Within the poem "Blackberrying" by Sylvia Plath, she positions herself as the lonely walker and

speaker, self-consciously communicating with and reacting to nature yet all the while assuming

that at her worst this may cause her immediate surroundings to justifiably consume her (by the

overwhelming sea ) and that at best her surroundings are malciously indifferent.  The theme of

"Blackberrying," on the surface at least , is of "place."  Aside from this theme of "place" and

some regularity of structure there are other panoramic factors in this poem.  Most striking is the

underlying sense of threat and the images of willing death which are anticipated.  Plath uses

imagery, metaphor, simile and other many elements of poetry in this poem.  The imagery is used

mostly in the poem to stimulate our senses and recall our imaginations and experiences.  

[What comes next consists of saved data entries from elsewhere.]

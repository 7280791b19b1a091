//! Constraint parsing and evaluation

pub mod constraint;
mod expand;
pub mod lexer;
mod node;
mod operator;
pub mod parser;

pub use constraint::{Constraint, ConstraintError};
pub use expand::{Operand, Partial};
pub use lexer::{Lexer, Token, TokenKind};
pub use node::{Comparison, Node};
pub use operator::{InvalidOperatorError, Operator};
pub use parser::Parser;
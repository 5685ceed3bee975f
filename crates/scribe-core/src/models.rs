//! Core data models for scribe.
//!
//! These types are shared across all scribe crates and represent the core
//! domain entities: notes, their summaries, and the value objects exchanged
//! with the AI gateway.

use chrono::{DateTime, Utc};
use serde::{Deserialize, Serialize};
use uuid::Uuid;

use crate::defaults;
use crate::error::{Error, Result};

// =============================================================================
// NOTE TYPES
// =============================================================================

/// A user-owned note with an archival flag.
#[derive(Debug, Clone, Serialize, Deserialize)]
pub struct Note {
    pub id: Uuid,
    pub owner_id: String,
    pub title: String,
    pub content: String,
    pub is_archived: bool,
    pub created_at: DateTime<Utc>,
    pub updated_at: DateTime<Utc>,
}

/// Title and content supplied by the caller for create, update, and
/// auto-save operations.
#[derive(Debug, Clone, Default, Serialize, Deserialize)]
pub struct NoteDraft {
    pub title: String,
    #[serde(default)]
    pub content: String,
}

impl NoteDraft {
    pub fn new(title: impl Into<String>, content: impl Into<String>) -> Self {
        Self {
            title: title.into(),
            content: content.into(),
        }
    }

    /// Validate field constraints, reporting the first violated one.
    ///
    /// Titles must be non-blank and at most 200 characters; content is
    /// optional but capped at 10,000 characters.
    pub fn validate(&self) -> Result<()> {
        if self.title.trim().is_empty() {
            return Err(Error::Validation("Title is required".to_string()));
        }
        if self.title.chars().count() > defaults::TITLE_MAX_LEN {
            return Err(Error::Validation(format!(
                "Title must be at most {} characters",
                defaults::TITLE_MAX_LEN
            )));
        }
        if self.content.chars().count() > defaults::CONTENT_MAX_LEN {
            return Err(Error::Validation(format!(
                "Content must be at most {} characters",
                defaults::CONTENT_MAX_LEN
            )));
        }
        Ok(())
    }
}

/// Sort key for note listings.
#[derive(Debug, Clone, Copy, Default, PartialEq, Eq, Serialize, Deserialize)]
#[serde(rename_all = "camelCase")]
pub enum SortBy {
    CreatedAt,
    #[default]
    UpdatedAt,
    Title,
}

impl std::fmt::Display for SortBy {
    fn fmt(&self, f: &mut std::fmt::Formatter<'_>) -> std::fmt::Result {
        match self {
            Self::CreatedAt => write!(f, "createdAt"),
            Self::UpdatedAt => write!(f, "updatedAt"),
            Self::Title => write!(f, "title"),
        }
    }
}

impl std::str::FromStr for SortBy {
    type Err = String;
    fn from_str(s: &str) -> std::result::Result<Self, Self::Err> {
        match s {
            "createdAt" | "created_at" => Ok(Self::CreatedAt),
            "updatedAt" | "updated_at" => Ok(Self::UpdatedAt),
            "title" => Ok(Self::Title),
            _ => Err(format!("Invalid sort key: {}", s)),
        }
    }
}

/// Sort direction for note listings.
#[derive(Debug, Clone, Copy, Default, PartialEq, Eq, Serialize, Deserialize)]
#[serde(rename_all = "lowercase")]
pub enum SortOrder {
    Asc,
    #[default]
    Desc,
}

impl std::fmt::Display for SortOrder {
    fn fmt(&self, f: &mut std::fmt::Formatter<'_>) -> std::fmt::Result {
        match self {
            Self::Asc => write!(f, "asc"),
            Self::Desc => write!(f, "desc"),
        }
    }
}

impl std::str::FromStr for SortOrder {
    type Err = String;
    fn from_str(s: &str) -> std::result::Result<Self, Self::Err> {
        match s.to_lowercase().as_str() {
            "asc" => Ok(Self::Asc),
            "desc" => Ok(Self::Desc),
            _ => Err(format!("Invalid sort order: {}", s)),
        }
    }
}

/// Paging, sorting, and archive-filter options for note listings.
#[derive(Debug, Clone, Serialize, Deserialize)]
pub struct ListOptions {
    pub page: i64,
    pub limit: i64,
    pub sort_by: SortBy,
    pub sort_order: SortOrder,
    /// When true, list archived notes instead of active ones.
    pub archived: bool,
}

impl Default for ListOptions {
    fn default() -> Self {
        Self {
            page: defaults::DEFAULT_PAGE,
            limit: defaults::DEFAULT_PAGE_LIMIT,
            sort_by: SortBy::default(),
            sort_order: SortOrder::default(),
            archived: false,
        }
    }
}

impl ListOptions {
    pub fn with_page(mut self, page: i64) -> Self {
        self.page = page;
        self
    }

    pub fn with_limit(mut self, limit: i64) -> Self {
        self.limit = limit;
        self
    }

    pub fn with_sort(mut self, sort_by: SortBy, sort_order: SortOrder) -> Self {
        self.sort_by = sort_by;
        self.sort_order = sort_order;
        self
    }

    pub fn with_archived(mut self, archived: bool) -> Self {
        self.archived = archived;
        self
    }

    /// Validate paging bounds: `page >= 1`, `1 <= limit <= 100`.
    pub fn validate(&self) -> Result<()> {
        if self.page < defaults::DEFAULT_PAGE {
            return Err(Error::Validation("Page must be at least 1".to_string()));
        }
        if self.limit < 1 || self.limit > defaults::MAX_PAGE_LIMIT {
            return Err(Error::Validation(format!(
                "Limit must be between 1 and {}",
                defaults::MAX_PAGE_LIMIT
            )));
        }
        Ok(())
    }
}

/// Derived paging metadata returned with every listing.
#[derive(Debug, Clone, Copy, PartialEq, Eq, Serialize, Deserialize)]
pub struct Pagination {
    pub current_page: i64,
    pub total_pages: i64,
    pub total_count: i64,
    pub limit: i64,
    pub has_next_page: bool,
    pub has_prev_page: bool,
}

impl Pagination {
    /// Compute metadata for a page: `total_pages = ceil(total_count / limit)`,
    /// `has_next_page = page < total_pages`, `has_prev_page = page > 1`.
    pub fn compute(page: i64, limit: i64, total_count: i64) -> Self {
        let total_pages = if limit > 0 {
            (total_count + limit - 1) / limit
        } else {
            0
        };
        Self {
            current_page: page,
            total_pages,
            total_count,
            limit,
            has_next_page: page < total_pages,
            has_prev_page: page > 1,
        }
    }
}

/// One page of notes plus paging metadata.
#[derive(Debug, Clone, Serialize, Deserialize)]
pub struct NoteList {
    pub notes: Vec<Note>,
    pub pagination: Pagination,
}

/// One page of search matches plus the echoed query and total match count.
#[derive(Debug, Clone, Serialize, Deserialize)]
pub struct SearchResults {
    pub notes: Vec<Note>,
    pub pagination: Pagination,
    pub query: String,
    pub result_count: i64,
}

// =============================================================================
// SUMMARY TYPES
// =============================================================================

/// The single current AI-generated condensation of a note's content.
#[derive(Debug, Clone, Serialize, Deserialize)]
pub struct Summary {
    pub id: Uuid,
    pub note_id: Uuid,
    pub model: String,
    pub content: String,
    pub created_at: DateTime<Utc>,
}

/// Result of generating and storing a summary.
#[derive(Debug, Clone, Serialize, Deserialize)]
pub struct SummaryOutcome {
    pub summary: Summary,
    pub usage: TokenUsage,
    pub model: String,
}

// =============================================================================
// AI GATEWAY TYPES
// =============================================================================

/// Estimated token cost of one gateway call. Estimated, not authoritative.
#[derive(Debug, Clone, Copy, Default, PartialEq, Eq, Serialize, Deserialize)]
pub struct TokenUsage {
    pub prompt_tokens: u32,
    pub response_tokens: u32,
    pub total_tokens: u32,
}

impl TokenUsage {
    pub fn of(prompt_tokens: u32, response_tokens: u32) -> Self {
        Self {
            prompt_tokens,
            response_tokens,
            total_tokens: prompt_tokens + response_tokens,
        }
    }
}

/// Uniform gateway result shape: the payload plus usage and provenance.
#[derive(Debug, Clone, Serialize, Deserialize)]
pub struct AiResponse<T> {
    pub data: T,
    pub usage: TokenUsage,
    pub model: String,
    pub timestamp: DateTime<Utc>,
}
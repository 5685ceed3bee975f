//! # scribe-db
//!
//! PostgreSQL storage layer for scribe: owner-scoped note CRUD with
//! archival and substring search, plus per-note AI summaries generated
//! through an [`AiGateway`] implementation.
//!
//! ## Quick Start
//!
//! ```rust,no_run
//! use std::sync::Arc;
//! use scribe_db::{Database, ListOptions, NoteStore};
//! use scribe_core::AiGateway;
//!
//! async fn example(gateway: Arc<dyn AiGateway>) -> scribe_db::Result<()> {
//!     let db = Database::connect("postgres://localhost/scribe", gateway).await?;
//!     let page = db.notes.list("owner-1", ListOptions::default()).await?;
//!     println!("{} notes total", page.pagination.total_count);
//!     Ok(())
//! }
//! ```

pub mod notes;
pub mod pool;
pub mod summaries;

// Available to both unit and integration tests.
pub mod test_fixtures;

use std::sync::Arc;

use sqlx::PgPool;

// Re-export core types so consumers only need this crate.
pub use scribe_core::*;

pub use notes::PgNoteStore;
pub use pool::{create_pool, create_pool_with_config, PoolConfig};
pub use summaries::PgSummaryStore;

/// Escape LIKE/ILIKE wildcards in user input so it matches literally.
///
/// # Example
///
/// ```
/// use scribe_db::escape_like;
///
/// assert_eq!(escape_like("50%_done"), "50\\%\\_done");
/// ```
pub fn escape_like(input: &str) -> String {
    input
        .replace('\\', "\\\\")
        .replace('%', "\\%")
        .replace('_', "\\_")
}

/// Aggregated handle to every store, sharing one connection pool.
#[derive(Clone)]
pub struct Database {
    pub pool: PgPool,
    pub notes: PgNoteStore,
    pub summaries: PgSummaryStore,
}

impl Database {
    /// Build the store set over an existing pool.
    pub fn new(pool: PgPool, gateway: Arc<dyn AiGateway>) -> Self {
        Self {
            notes: PgNoteStore::new(pool.clone()),
            summaries: PgSummaryStore::new(pool.clone(), gateway),
            pool,
        }
    }

    /// Connect with default pool settings.
    pub async fn connect(database_url: &str, gateway: Arc<dyn AiGateway>) -> Result<Self> {
        let pool = pool::create_pool(database_url).await?;
        Ok(Self::new(pool, gateway))
    }

    /// Connect with explicit pool settings.
    pub async fn connect_with_config(
        database_url: &str,
        config: PoolConfig,
        gateway: Arc<dyn AiGateway>,
    ) -> Result<Self> {
        let pool = pool::create_pool_with_config(database_url, config).await?;
        Ok(Self::new(pool, gateway))
    }

    /// Run pending migrations from the workspace `migrations/` directory.
    #[cfg(feature = "migrations")]
    pub async fn migrate(&self) -> Result<()> {
        sqlx::migrate!("../../migrations")
            .run(&self.pool)
            .await
            .map_err(|e| Error::Database(sqlx::Error::Migrate(Box::new(e))))?;
        Ok(())
    }

    /// The underlying connection pool.
    pub fn pool(&self) -> &PgPool {
        &self.pool
    }
}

The progress of the walk in "Blackberrying" does not describe the journey's outset, yet there is

a defined middle and end.  There is a definitive purpose namely to relish in and gather

blackberries.  The three nine-line stanzas within the work fulfil three detached purposes-the first

to describe the berries and the luscious sensations experienced in their harvest; the second to

define the environment and to point to failings which can exist when the berries' become

overdeveloped; the third to terminate the journey and switch the mood from one of fascination

and wonder to stark negative reality.  Blackberrying as a term exists in Medieval English.  It

means going toward death and has the additional negative connotation of death without salvation

(hell).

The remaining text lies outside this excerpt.